There is also the relationship between standards creation and standards implementation. Do cyberinfrastructure standards need multiple implementations, as the IETF requires for Internet standards? Multiple public implementations? A single, shared, open source implementation? When it comes to implementations, which goal is most important: technical competition, market competition or eliminating redundant investment?
Finally, there are questions of the economic incentives for participation by the various actors. If the open technology is a commodity technology, how is it partitioned? Who decides how it is partitioned? One firm’s infrastructure is another firm’s core product.
Prior research on open standards, open source and open innovation offers ways of studying these questions, but new research will be required to understand how the problems of cyberinfrastructure openness are similar to and different from those faced in developing the existing IT infrastructure.
Notes
1. In claiming that all standards have open and proprietary elements, I don’t mean to suggest that the architecture of a Lisa is as open as a Lintel box.
2. While the “open source” and particularly the “free software” movement have been accused of being socialist or worst, even within these movements there is considerable individual variation in the relative importance ideological vs. pragmatic motivations for open source contributors (see Raymond, 1998).
3. The one notable exception is the increasing and unresolved problem of managing patent royalties for nominally “open” standards (cf. Simcoe, 2006).
4. This functionality has been available for years through traditional article databases in a few fields (like MedlinePlus in medicine and EconLit in economics). Journal coverage has been fragmented between multiple competing databases in other fields such as management (ABI/Inform vs. Business Source Premier) and engineering (IEEE vs. ACM vs. INSPEC).

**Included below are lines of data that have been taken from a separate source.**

use crate::errors::ConfigError;
use crate::evaluation::{Equilateral, Folds, Sample, Table};
use crate::genomics::{Dna, DnaConfig, DnaLayout, Hyperparameters};
use crate::networks::{score, train};

use log::debug;
use rand::{Rng, SeedableRng};
use rand_chacha::ChaCha8Rng;
use rayon::prelude::*;
use serde::{Deserialize, Serialize};

use std::fmt;

/// Per-fold metrics averaged over every fold
/// of a cross-validation.
#[derive(Clone, Copy, Debug, PartialEq, Serialize, Deserialize)]
pub struct FoldAverages {
    pub train_loss: f32,
    pub test_loss: f32,
    pub train_correctness: f32,
    pub test_correctness: f32,
}

impl fmt::Display for FoldAverages {
    fn fmt(&self, f: &mut fmt::Formatter<'_>) -> fmt::Result {
        write!(
            f,
            "train loss {:.4}, test loss {:.4}, train correctness {:.2}%, test correctness {:.2}%",
            self.train_loss, self.test_loss, self.train_correctness, self.test_correctness
        )
    }
}

fn columns<'a>(samples: impl Iterator<Item = &'a Sample>) -> (Vec<Vec<f32>>, Vec<Vec<f32>>) {
    samples
        .map(|s| (s.features.clone(), s.targets.clone()))
        .unzip()
}

/// Masks `table` with the hyperparameters' feature selection,
/// then trains and tests a fresh network on each of `folds`
/// folds, averaging the results.
///
/// Folds run in parallel, each with its own generator
/// seeded from `rng`.
///
/// # Errors
/// Returns an error if the mask or codebook don't fit the
/// table, or if the table can't be split into `folds` folds.
pub fn cross_validate<R: Rng + ?Sized>(
    table: &Table,
    hyperparameters: &Hyperparameters,
    folds: usize,
    codebook: &Equilateral,
    rng: &mut R,
) -> Result<FoldAverages, ConfigError> {
    if codebook.code_width() != table.target_count() {
        return Err(ConfigError::CodebookWidth {
            codebook: codebook.code_width(),
            targets: table.target_count(),
        });
    }
    let masked = table.select_features(&hyperparameters.features)?;
    let folds = Folds::split(&masked, folds)?;

    let seeds: Vec<u64> = (0..folds.count()).map(|_| rng.gen()).collect();
    let results: Vec<FoldAverages> = seeds
        .into_par_iter()
        .enumerate()
        .map(|(i, seed)| {
            let mut rng = ChaCha8Rng::seed_from_u64(seed);
            let (train_inputs, train_targets) = columns(folds.training(i));
            let (test_inputs, test_targets) = columns(folds.testing(i).iter());
            let (network, trained) = train(
                &train_inputs,
                &train_targets,
                hyperparameters.casper.clone(),
                codebook,
                &mut rng,
            );
            let tested = score(&network, &test_inputs, &test_targets, codebook);
            let result = FoldAverages {
                train_loss: trained.loss,
                test_loss: tested.loss,
                train_correctness: trained.correctness,
                test_correctness: tested.correctness,
            };
            debug!("fold {}: {} units, {}", i, network.hidden_count(), result);
            result
        })
        .collect();

    let n = results.len() as f32;
    let mean = |metric: fn(&FoldAverages) -> f32| results.iter().map(metric).sum::<f32>() / n;
    Ok(FoldAverages {
        train_loss: mean(|r| r.train_loss),
        test_loss: mean(|r| r.test_loss),
        train_correctness: mean(|r| r.train_correctness),
        test_correctness: mean(|r| r.test_correctness),
    })
}

/// Scores genomes by decoding them and cross-validating
/// the resulting settings over a fixed sample table.
///
/// # Examples
/// ```
/// use oxicasper::evaluation::{Equilateral, FitnessEvaluator, Sample, Table};
/// use oxicasper::genomics::{Dna, DnaConfig, DnaLayout};
/// use rand::SeedableRng;
/// use rand_chacha::ChaCha8Rng;
/// use std::num::NonZeroUsize;
///
/// let codebook = Equilateral::new(5, 0.1, 0.9).unwrap();
/// let samples = (0..10)
///     .map(|i| Sample {
///         features: (0..20).map(|f| ((i * f) % 7) as f32 / 7.0).collect(),
///         targets: codebook.encode(i % 5).unwrap().to_vec(),
///     })
///     .collect();
/// let table = Table::from_samples(20, 4, samples).unwrap();
/// let dna_config = DnaConfig { length: NonZeroUsize::new(42).unwrap() };
///
/// let evaluator =
///     FitnessEvaluator::new(table, DnaLayout::standard(), &dna_config, 2, codebook).unwrap();
/// let fitness = evaluator
///     .fitness(&Dna::from_bits(vec![false; 42]), &mut ChaCha8Rng::seed_from_u64(0))
///     .unwrap();
/// assert!((0.0..=100.0).contains(&fitness));
/// ```
#[derive(Clone, Debug)]
pub struct FitnessEvaluator {
    table: Table,
    layout: DnaLayout,
    folds: usize,
    codebook: Equilateral,
}

impl FitnessEvaluator {
    /// Creates an evaluator, checking the whole setup up front.
    ///
    /// # Errors
    /// Returns an error if the layout doesn't fit the DNA
    /// configuration or the table, if the codebook doesn't
    /// fit the table's targets, or if the table can't be
    /// split into `folds` folds.
    pub fn new(
        table: Table,
        layout: DnaLayout,
        dna_config: &DnaConfig,
        folds: usize,
        codebook: Equilateral,
    ) -> Result<FitnessEvaluator, ConfigError> {
        layout.validate(dna_config)?;
        if layout.features != table.feature_count() {
            return Err(ConfigError::MaskWidth {
                mask: layout.features,
                features: table.feature_count(),
            });
        }
        if codebook.code_width() != table.target_count() {
            return Err(ConfigError::CodebookWidth {
                codebook: codebook.code_width(),
                targets: table.target_count(),
            });
        }
        Folds::split(&table, folds)?;
        Ok(FitnessEvaluator {
            table,
            layout,
            folds,
            codebook,
        })
    }

    /// Decodes `dna` and cross-validates its settings.
    pub fn evaluate<R: Rng + ?Sized>(
        &self,
        dna: &Dna,
        rng: &mut R,
    ) -> Result<(Hyperparameters, FoldAverages), ConfigError> {
        let hyperparameters = self.layout.decode(dna);
        let averages = cross_validate(
            &self.table,
            &hyperparameters,
            self.folds,
            &self.codebook,
            rng,
        )?;
        debug!("{} [{}]: {}", dna, hyperparameters, averages);
        Ok((hyperparameters, averages))
    }

    /// Returns the average test correctness of `dna`'s settings.
    pub fn fitness<R: Rng + ?Sized>(&self, dna: &Dna, rng: &mut R) -> Result<f32, ConfigError> {
        self.evaluate(dna, rng)
            .map(|(_, averages)| averages.test_correctness)
    }

    pub fn layout(&self) -> &DnaLayout {
        &self.layout
    }

    pub fn table(&self) -> &Table {
        &self.table
    }
}

#[cfg(test)]
mod tests {
    use super::*;
    use crate::networks::CasperConfig;
    use std::num::NonZeroUsize;

    fn codebook() -> Equilateral {
        Equilateral::new(5, 0.1, 0.9).unwrap()
    }

    fn table(rows: usize) -> Table {
        let codebook = codebook();
        let samples = (0..rows)
            .map(|i| Sample {
                features: (0..20).map(|f| ((i + 3 * f) % 11) as f32 / 11.0).collect(),
                targets: codebook.encode(i % 5).unwrap().to_vec(),
            })
            .collect();
        Table::from_samples(20, 4, samples).unwrap()
    }

    fn hyperparameters() -> Hyperparameters {
        Hyperparameters {
            features: vec![true; 20],
            casper: CasperConfig {
                unit_budget: 2,
                patience: 1.0,
                lr_1: 0.1,
                lr_2: 0.01,
                lr_3: 0.001,
            },
        }
    }

    fn dna_config() -> DnaConfig {
        DnaConfig {
            length: NonZeroUsize::new(42).unwrap(),
        }
    }

    #[test]
    fn averages_are_finite_and_bounded() {
        let mut rng = ChaCha8Rng::seed_from_u64(0);
        let averages = cross_validate(&table(20), &hyperparameters(), 5, &codebook(), &mut rng).unwrap();
        for loss in [averages.train_loss, averages.test_loss] {
            assert!(loss.is_finite() && loss >= 0.0);
        }
        for correctness in [averages.train_correctness, averages.test_correctness] {
            assert!((0.0..=100.0).contains(&correctness));
        }
    }

    #[test]
    fn seeded_cross_validation_is_reproducible() {
        let run = || {
            let mut rng = ChaCha8Rng::seed_from_u64(1);
            cross_validate(&table(20), &hyperparameters(), 4, &codebook(), &mut rng).unwrap()
        };
        assert_eq!(run(), run());
    }

    #[test]
    fn empty_feature_mask_still_trains() {
        let mut hyperparameters = hyperparameters();
        hyperparameters.features = vec![false; 20];
        let mut rng = ChaCha8Rng::seed_from_u64(2);
        let averages = cross_validate(&table(10), &hyperparameters, 2, &codebook(), &mut rng).unwrap();
        assert!(averages.test_loss.is_finite());
    }

    #[test]
    fn setup_errors_surface_before_training() {
        let mut rng = ChaCha8Rng::seed_from_u64(3);
        assert_eq!(
            cross_validate(&table(12), &hyperparameters(), 5, &codebook(), &mut rng),
            Err(ConfigError::RowCountNotDivisible { rows: 12, folds: 5 })
        );
        let three_classes = Equilateral::new(3, 0.1, 0.9).unwrap();
        assert_eq!(
            cross_validate(&table(10), &hyperparameters(), 5, &three_classes, &mut rng),
            Err(ConfigError::CodebookWidth {
                codebook: 2,
                targets: 4
            })
        );

        assert_eq!(
            FitnessEvaluator::new(table(12), DnaLayout::standard(), &dna_config(), 5, codebook())
                .unwrap_err(),
            ConfigError::RowCountNotDivisible { rows: 12, folds: 5 }
        );
        let short = DnaConfig {
            length: NonZeroUsize::new(40).unwrap(),
        };
        assert_eq!(
            FitnessEvaluator::new(table(10), DnaLayout::standard(), &short, 5, codebook())
                .unwrap_err(),
            ConfigError::LayoutWidthMismatch { layout: 42, dna: 40 }
        );
    }

    #[test]
    fn fitness_is_test_correctness() {
        let evaluator =
            FitnessEvaluator::new(table(10), DnaLayout::standard(), &dna_config(), 2, codebook())
                .unwrap();
        let mut bits = vec![true; 20];
        bits.extend(vec![false; 22]);
        let dna = Dna::from_bits(bits);

        let (decoded, averages) = evaluator
            .evaluate(&dna, &mut ChaCha8Rng::seed_from_u64(4))
            .unwrap();
        assert_eq!(decoded.selected_features().len(), 20);
        assert_eq!(decoded.casper.unit_budget, 1);
        let fitness = evaluator
            .fitness(&dna, &mut ChaCha8Rng::seed_from_u64(4))
            .unwrap();
        assert_eq!(fitness, averages.test_correctness);
    }
}
//! Class encoding, scoring and cross-validation
//! of CasPer networks over a sample table.
mod confusion;
mod cross_validation;
mod equilateral;
mod table;

pub use confusion::ConfusionMatrix;
pub use cross_validation::{cross_validate, FitnessEvaluator, FoldAverages};
pub use equilateral::Equilateral;
pub use table::{Folds, Sample, Table};
mod config;
mod dataset;

use config::ExperimentConfig;

use oxicasper::evaluation::{Equilateral, FitnessEvaluator};
use oxicasper::genomics::{Dna, DnaConfig};
use oxiga::logging::{EvolutionLogger, ReportingLevel};
use oxiga::{Genome, Population};

use clap::Parser;
use log::info;
use rand::SeedableRng;
use rand_chacha::ChaCha8Rng;

use std::error::Error;
use std::fs;
use std::num::NonZeroUsize;
use std::path::PathBuf;
use std::process;

#[derive(Parser, Debug)]
#[command(name = "supratype")]
#[command(about = "Search CasPer settings and input features for forest supra-type classification")]
struct Args {
    /// Headerless CSV of 20 feature columns and a 0-based class column
    dataset: PathBuf,

    /// RON experiment configuration (built-in defaults if omitted)
    experiment: Option<PathBuf>,
}

fn main() {
    env_logger::init();
    let args = Args::parse();
    if let Err(e) = run(&args) {
        eprintln!("{}", e);
        process::exit(1);
    }
}

fn run(args: &Args) -> Result<(), Box<dyn Error>> {
    let config = match &args.experiment {
        Some(path) => ron::from_str(&fs::read_to_string(path)?)?,
        None => ExperimentConfig::default(),
    };
    info!("experiment: {}", ron::to_string(&config)?);

    let codebook = Equilateral::new(config.classes, config.code_low, config.code_high)?;
    let table = dataset::load(&args.dataset, &codebook)?;
    info!(
        "loaded {} samples of {} features from {}",
        table.len(),
        table.feature_count(),
        args.dataset.display()
    );

    let dna_config = DnaConfig {
        length: NonZeroUsize::new(config.layout.width()).ok_or("DNA layout has no bits")?,
    };
    let evaluator = FitnessEvaluator::new(
        table,
        config.layout.clone(),
        &dna_config,
        config.folds,
        codebook,
    )?;

    let mut rng = ChaCha8Rng::seed_from_u64(config.seed);
    let mut population =
        Population::<_, Dna>::new(config.population.clone(), dna_config, &mut rng);
    let mut logger = EvolutionLogger::new(ReportingLevel::PopulationChampion);
    let best = population
        .run(config.generations, &mut rng, &mut logger, |dna, rng| {
            evaluator.fitness(dna, rng)
        })?
        .clone();

    println!("Best settings: {}", evaluator.layout().decode(&best));
    println!("Fitness: {:.2}%", best.fitness());
    println!("DNA: {}", best);
    println!("{}", ron::to_string(&logger)?);
    Ok(())
}

#[cfg(test)]
mod tests {
    use super::*;

    #[test]
    fn experiment_file_is_optional() {
        let args = Args::try_parse_from(["supratype", "forest.csv"]).unwrap();
        assert_eq!(args.dataset, PathBuf::from("forest.csv"));
        assert!(args.experiment.is_none());

        let args = Args::try_parse_from(["supratype", "forest.csv", "run.ron"]).unwrap();
        assert_eq!(args.experiment, Some(PathBuf::from("run.ron")));
    }

    #[test]
    fn help_and_missing_dataset_are_not_paths() {
        let help = Args::try_parse_from(["supratype", "--help"]).unwrap_err();
        assert_eq!(help.kind(), clap::error::ErrorKind::DisplayHelp);
        assert!(Args::try_parse_from(["supratype"]).is_err());
    }
}
impl<C, G> Population<C, G>
where
    G: Genome<Config = C> + Clone,
{
    /// Creates a new population of randomized genomes
    /// using the passed configurations.
    ///
    /// The type of `genetic_config` depends on the implementation
    /// of [`Genome`], and is effectively opaque to the population.
    ///
    /// [`Genome`]: crate::Genome
    ///
    /// # Examples
    /// ```
    /// use oxicasper::genomics::{Dna, DnaConfig};
    /// use oxiga::{Population, PopulationConfig};
    /// use rand::SeedableRng;
    /// use rand_chacha::ChaCha8Rng;
    ///
    /// let mut rng = ChaCha8Rng::seed_from_u64(0);
    /// let pop_config = PopulationConfig {
    ///     size: std::num::NonZeroUsize::new(10).unwrap(),
    ///     ..PopulationConfig::zero()
    /// };
    ///
    /// let population = Population::<_, Dna>::new(pop_config, DnaConfig::zero(), &mut rng);
    /// assert_eq!(population.genomes().count(), 10);
    /// ```
    pub fn new<R: Rng + ?Sized>(
        population_config: PopulationConfig,
        genetic_config: C,
        rng: &mut R,
    ) -> Population<C, G> {
        Population {
            genomes: (0..population_config.size.get())
                .map(|_| G::new(&genetic_config, rng))
                .collect(),
            best: None,
            generation: 0,
            population_config,
            genetic_config,
        }
    }

    /// Creates a new population using the passed configurations,
    /// and seeds it with the specified genomes. If the number of
    /// seed genomes is not as large as the configured population
    /// size, the remaining space is filled with random genomes.
    ///
    /// Returns `None` if either the configured population size is
    /// lesser than the number of seed genomes, or any of the genomes
    /// are incompatible with the specified genetic config, as established
    /// by [`Genome::conforms_to`].
    ///
    /// [`Genome::conforms_to`]: crate::Genome::conforms_to
    ///
    /// # Examples
    /// ```
    /// use oxicasper::genomics::{Dna, DnaConfig};
    /// use oxiga::{Population, PopulationConfig};
    /// use rand::SeedableRng;
    /// use rand_chacha::ChaCha8Rng;
    /// use std::num::NonZeroUsize;
    ///
    /// let mut rng = ChaCha8Rng::seed_from_u64(0);
    /// let config = DnaConfig { length: NonZeroUsize::new(4).unwrap() };
    /// let pop_config = PopulationConfig {
    ///     size: NonZeroUsize::new(5).unwrap(),
    ///     ..PopulationConfig::zero()
    /// };
    /// let seed = vec![Dna::from_bits(vec![true; 4]), Dna::from_bits(vec![false; 4])];
    ///
    /// let population = Population::new_seeded(seed, pop_config, config, &mut rng).unwrap();
    /// assert_eq!(population.genomes().count(), 5);
    /// ```
    pub fn new_seeded<R: Rng + ?Sized>(
        genomes: Vec<G>,
        population_config: PopulationConfig,
        genetic_config: C,
        rng: &mut R,
    ) -> Option<Population<C, G>> {
        let size = population_config.size.get();
        if size < genomes.len() || !genomes.iter().all(|g| g.conforms_to(&genetic_config)) {
            return None;
        }
        let fill = size - genomes.len();
        let mut seeded = genomes;
        seeded.extend((0..fill).map(|_| G::new(&genetic_config, rng)));

        Some(Population {
            genomes: seeded,
            best: None,
            generation: 0,
            population_config,
            genetic_config,
        })
    }

    /// Evaluates the fitness of each genome in the
    /// population using the passed evaluator.
    ///
    /// The return value of the evaluation function
    /// should be positive, or the next call to
    /// [`evolve`] will fail.
    ///
    /// [`evolve`]: Population::evolve
    ///
    /// # Examples
    /// ```
    /// use oxicasper::genomics::{Dna, DnaConfig};
    /// use oxiga::{Genome, Population, PopulationConfig};
    /// use rand::SeedableRng;
    /// use rand_chacha::ChaCha8Rng;
    ///
    /// let mut rng = ChaCha8Rng::seed_from_u64(0);
    /// let mut population =
    ///     Population::<_, Dna>::new(PopulationConfig::zero(), DnaConfig::zero(), &mut rng);
    ///
    /// population.evaluate_fitness(|g| {
    ///     // Genomes with more set bits are given higher scores.
    ///     g.bits().iter().filter(|b| **b).count() as f32
    /// });
    /// ```
    pub fn evaluate_fitness<E>(&mut self, mut evaluator: E)
    where
        E: FnMut(&G) -> f32,
    {
        for genome in &mut self.genomes {
            let fitness = evaluator(genome);
            genome.set_fitness(fitness);
        }
        self.record_best();
    }

    /// Evaluates the fitness of each genome in parallel,
    /// stopping at the first evaluation error.
    ///
    /// Each evaluation receives its own generator, seeded
    /// from `rng` before the parallel section starts, so the
    /// results do not depend on thread scheduling.
    ///
    /// # Errors
    /// Returns the first error produced by the evaluator,
    /// in which case no fitness values are updated.
    ///
    /// # Examples
    /// ```
    /// use oxicasper::genomics::{Dna, DnaConfig};
    /// use oxiga::{Genome, Population, PopulationConfig};
    /// use rand::{Rng, SeedableRng};
    /// use rand_chacha::ChaCha8Rng;
    ///
    /// let mut rng = ChaCha8Rng::seed_from_u64(0);
    /// let mut population =
    ///     Population::<_, Dna>::new(PopulationConfig::zero(), DnaConfig::zero(), &mut rng);
    ///
    /// let result: Result<(), String> =
    ///     population.try_evaluate_fitness(&mut rng, |_, rng| Ok(rng.gen_range(0.0..1.0)));
    /// assert!(result.is_ok());
    /// ```
    pub fn try_evaluate_fitness<R, E, Err>(&mut self, rng: &mut R, evaluator: E) -> Result<(), Err>
    where
        R: Rng + ?Sized,
        E: Fn(&G, &mut ChaCha8Rng) -> Result<f32, Err> + Sync,
        G: Send + Sync,
        Err: Send,
    {
        let seeds: Vec<u64> = self.genomes.iter().map(|_| rng.gen()).collect();
        let fitnesses = self
            .genomes
            .par_iter()
            .zip(seeds.into_par_iter())
            .map(|(genome, seed)| evaluator(genome, &mut ChaCha8Rng::seed_from_u64(seed)))
            .collect::<Result<Vec<f32>, Err>>()?;
        for (genome, fitness) in self.genomes.iter_mut().zip(fitnesses) {
            genome.set_fitness(fitness);
        }
        self.record_best();
        Ok(())
    }

    /// Updates the best genome seen so far with
    /// the current generation's champion.
    fn record_best(&mut self) {
        let champion = self.champion();
        let improved = match &self.best {
            Some(best) => champion.fitness() > best.fitness(),
            None => !champion.fitness().is_nan(),
        };
        if improved {
            debug!(
                "new best genome in generation {} with fitness {}",
                self.generation,
                champion.fitness()
            );
            self.best = Some(champion.clone());
        }
    }

    /// Evolves the population into its next generation:
    /// fitness-proportionate selection with replacement,
    /// pairwise crossover, and per-locus mutation. The
    /// offspring replace the whole current generation.
    ///
    /// # Errors
    /// Returns an error if any genome has a negative
    /// or NaN fitness. The population is left untouched.
    ///
    /// # Examples
    /// ```
    /// use oxicasper::genomics::{Dna, DnaConfig};
    /// use oxiga::{Genome, Population, PopulationConfig};
    /// use rand::SeedableRng;
    /// use rand_chacha::ChaCha8Rng;
    ///
    /// let mut rng = ChaCha8Rng::seed_from_u64(0);
    /// let mut population = Population::<_, Dna>::new(
    ///     PopulationConfig {
    ///         crossover_rate: 0.8,
    ///         mutation_rate: 0.01,
    ///         ..PopulationConfig::zero()
    ///     },
    ///     DnaConfig::zero(),
    ///     &mut rng,
    /// );
    ///
    /// population.evaluate_fitness(|g| g.bits().iter().filter(|b| **b).count() as f32);
    ///
    /// if let Err(e) = population.evolve(&mut rng) {
    ///     eprintln!("{}", e);
    /// }
    /// assert_eq!(population.generation(), 1);
    /// ```
    pub fn evolve<R: Rng + ?Sized>(&mut self, rng: &mut R) -> Result<(), SelectionError> {
        let mut offspring = self.select(rng)?;
        self.cross_pairs(&mut offspring, rng);
        for genome in &mut offspring {
            genome.mutate(self.population_config.mutation_rate, rng);
            genome.set_fitness(0.0);
        }
        self.genomes = offspring;
        self.generation += 1;
        Ok(())
    }

    /// Resamples the population with replacement,
    /// each genome being chosen with probability
    /// proportional to its fitness.
    ///
    /// A population with no positive fitness at all is
    /// resampled uniformly.
    fn select<R: Rng + ?Sized>(&self, rng: &mut R) -> Result<Vec<G>, SelectionError> {
        if let Some((i, g)) = self
            .genomes
            .iter()
            .enumerate()
            .find(|(_, g)| g.fitness().is_nan() || g.fitness() < 0.0)
        {
            return Err(SelectionError::InvalidFitness(i, g.fitness()));
        }
        let size = self.population_config.size.get();
        let selected = match WeightedIndex::new(self.genomes.iter().map(|g| g.fitness())) {
            Ok(distribution) => (0..size)
                .map(|_| self.genomes[distribution.sample(rng)].clone())
                .collect(),
            Err(_) => {
                warn!(
                    "generation {} has no positive fitness, selecting uniformly",
                    self.generation
                );
                (0..size)
                    .filter_map(|_| self.genomes.choose(rng).cloned())
                    .collect()
            }
        };
        Ok(selected)
    }

    /// Crosses consecutive pairs of the selected pool,
    /// each with [crossover rate] probability. An odd
    /// trailing genome is left as-is.
    ///
    /// [crossover rate]: PopulationConfig::crossover_rate
    fn cross_pairs<R: Rng + ?Sized>(&self, pool: &mut [G], rng: &mut R) {
        for pair in pool.chunks_exact_mut(2) {
            if rng.gen::<f32>() < self.population_config.crossover_rate {
                let (first, second) = pair.split_at_mut(1);
                G::crossover(&mut first[0], &mut second[0], &self.genetic_config, rng);
            }
        }
    }

    /// Runs a complete evolution: for each of `generations`
    /// iterations, evaluates the population, records it
    /// in `logger`, and evolves it. Returns the best genome
    /// seen across the whole run.
    ///
    /// # Errors
    /// Returns an error as soon as an evaluation or a
    /// selection fails.
    ///
    /// # Examples
    /// ```
    /// use oxicasper::genomics::{Dna, DnaConfig};
    /// use oxiga::logging::{EvolutionLogger, ReportingLevel};
    /// use oxiga::{Genome, Population, PopulationConfig};
    /// use rand::SeedableRng;
    /// use rand_chacha::ChaCha8Rng;
    /// use std::convert::Infallible;
    ///
    /// let mut rng = ChaCha8Rng::seed_from_u64(0);
    /// let mut logger = EvolutionLogger::new(ReportingLevel::NoGenomes);
    /// let mut population = Population::<_, Dna>::new(
    ///     PopulationConfig {
    ///         size: std::num::NonZeroUsize::new(8).unwrap(),
    ///         crossover_rate: 0.8,
    ///         mutation_rate: 0.01,
    ///     },
    ///     DnaConfig::zero(),
    ///     &mut rng,
    /// );
    ///
    /// let best = population
    ///     .run(5, &mut rng, &mut logger, |g, _| {
    ///         Ok::<_, Infallible>(g.bits().iter().filter(|b| **b).count() as f32)
    ///     })
    ///     .unwrap();
    /// assert!(best.fitness() <= 1.0);
    /// assert_eq!(logger.iter().count(), 5);
    /// ```
    pub fn run<R, E, Err>(
        &mut self,
        generations: usize,
        rng: &mut R,
        logger: &mut EvolutionLogger<G>,
        evaluator: E,
    ) -> Result<&G, EvolutionError<Err>>
    where
        R: Rng + ?Sized,
        E: Fn(&G, &mut ChaCha8Rng) -> Result<f32, Err> + Sync,
        G: Send + Sync,
        Err: Send,
    {
        for _ in 0..generations {
            self.try_evaluate_fitness(rng, &evaluator)
                .map_err(EvolutionError::Evaluation)?;
            logger.log(self, &|g: &G| [g.fitness()], ["fitness"]);
            info!(
                "generation {}: champion fitness {}, best so far {}",
                self.generation,
                self.champion().fitness(),
                self.best_fitness()
            );
            self.evolve(rng)?;
        }
        Ok(self.best.as_ref().unwrap_or_else(|| self.champion()))
    }

    /// Resets the population to an initial randomized state,
    /// forgetting the best genome seen.
    ///
    /// # Examples
    /// ```
    /// use oxicasper::genomics::{Dna, DnaConfig};
    /// use oxiga::{Population, PopulationConfig};
    /// use rand::SeedableRng;
    /// use rand_chacha::ChaCha8Rng;
    ///
    /// let mut rng = ChaCha8Rng::seed_from_u64(0);
    /// let mut population =
    ///     Population::<_, Dna>::new(PopulationConfig::zero(), DnaConfig::zero(), &mut rng);
    ///
    /// // Evolve the population on some task...
    /// population.reset(&mut rng);
    /// assert_eq!(population.generation(), 0);
    /// ```
    pub fn reset<R: Rng + ?Sized>(&mut self, rng: &mut R)
    where
        C: Clone,
    {
        *self = Population::new(
            self.population_config.clone(),
            self.genetic_config.clone(),
            rng,
        );
    }

    /// Returns the best-performing genome
    /// of the current generation.
    ///
    /// # Examples
    /// ```
    /// use oxicasper::genomics::{Dna, DnaConfig};
    /// use oxiga::{Genome, Population, PopulationConfig};
    /// use rand::SeedableRng;
    /// use rand_chacha::ChaCha8Rng;
    ///
    /// let mut rng = ChaCha8Rng::seed_from_u64(0);
    /// let mut population = Population::<_, Dna>::new(
    ///     PopulationConfig {
    ///         size: std::num::NonZeroUsize::new(20).unwrap(),
    ///         ..PopulationConfig::zero()
    ///     },
    ///     DnaConfig::zero(),
    ///     &mut rng,
    /// );
    ///
    /// let mut fitness = 0.0;
    /// population.evaluate_fitness(move |_| {
    ///     fitness += 10.0;
    ///     fitness
    /// });
    ///
    /// assert_eq!(population.champion().fitness(), 20.0 * 10.0);
    /// ```
    pub fn champion(&self) -> &G {
        let mut champion = &self.genomes[0];
        for genome in &self.genomes[1..] {
            if genome.fitness() > champion.fitness() {
                champion = genome;
            }
        }
        champion
    }

    /// Returns the best genome evaluated so far,
    /// across all generations, if any has been
    /// evaluated yet.
    pub fn best(&self) -> Option<&G> {
        self.best.as_ref()
    }

    /// Returns the fitness of the best genome
    /// evaluated so far, or 0 if none has.
    pub fn best_fitness(&self) -> f32 {
        self.best.as_ref().map_or(0.0, |g| g.fitness())
    }

    /// Returns an iterator over all current genomes.
    pub fn genomes(&self) -> impl Iterator<Item = &G> {
        self.genomes.iter()
    }

    /// Returns the current generation number.
    pub fn generation(&self) -> usize {
        self.generation
    }

    /// Returns the population's configuration.
    pub fn population_config(&self) -> &PopulationConfig {
        &self.population_config
    }

    /// Returns the configuration shared by the genomes.
    pub fn genetic_config(&self) -> &C {
        &self.genetic_config
    }
}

5. For commercial products, the incentive for vendors would be to rehost the existing product on top of the new infrastructure rather than to supplant their revenue–producing products. For open source packages (or internal research tools), users are more likely to get help migrating to new shared applications made available as part of the cyberinfrastructure.
6. As Edwards, et al. (2007) and the research cited therein remind us, the success of infrastructure standardization is often considered only in the technical domain, but also has economic and social dimensions as well.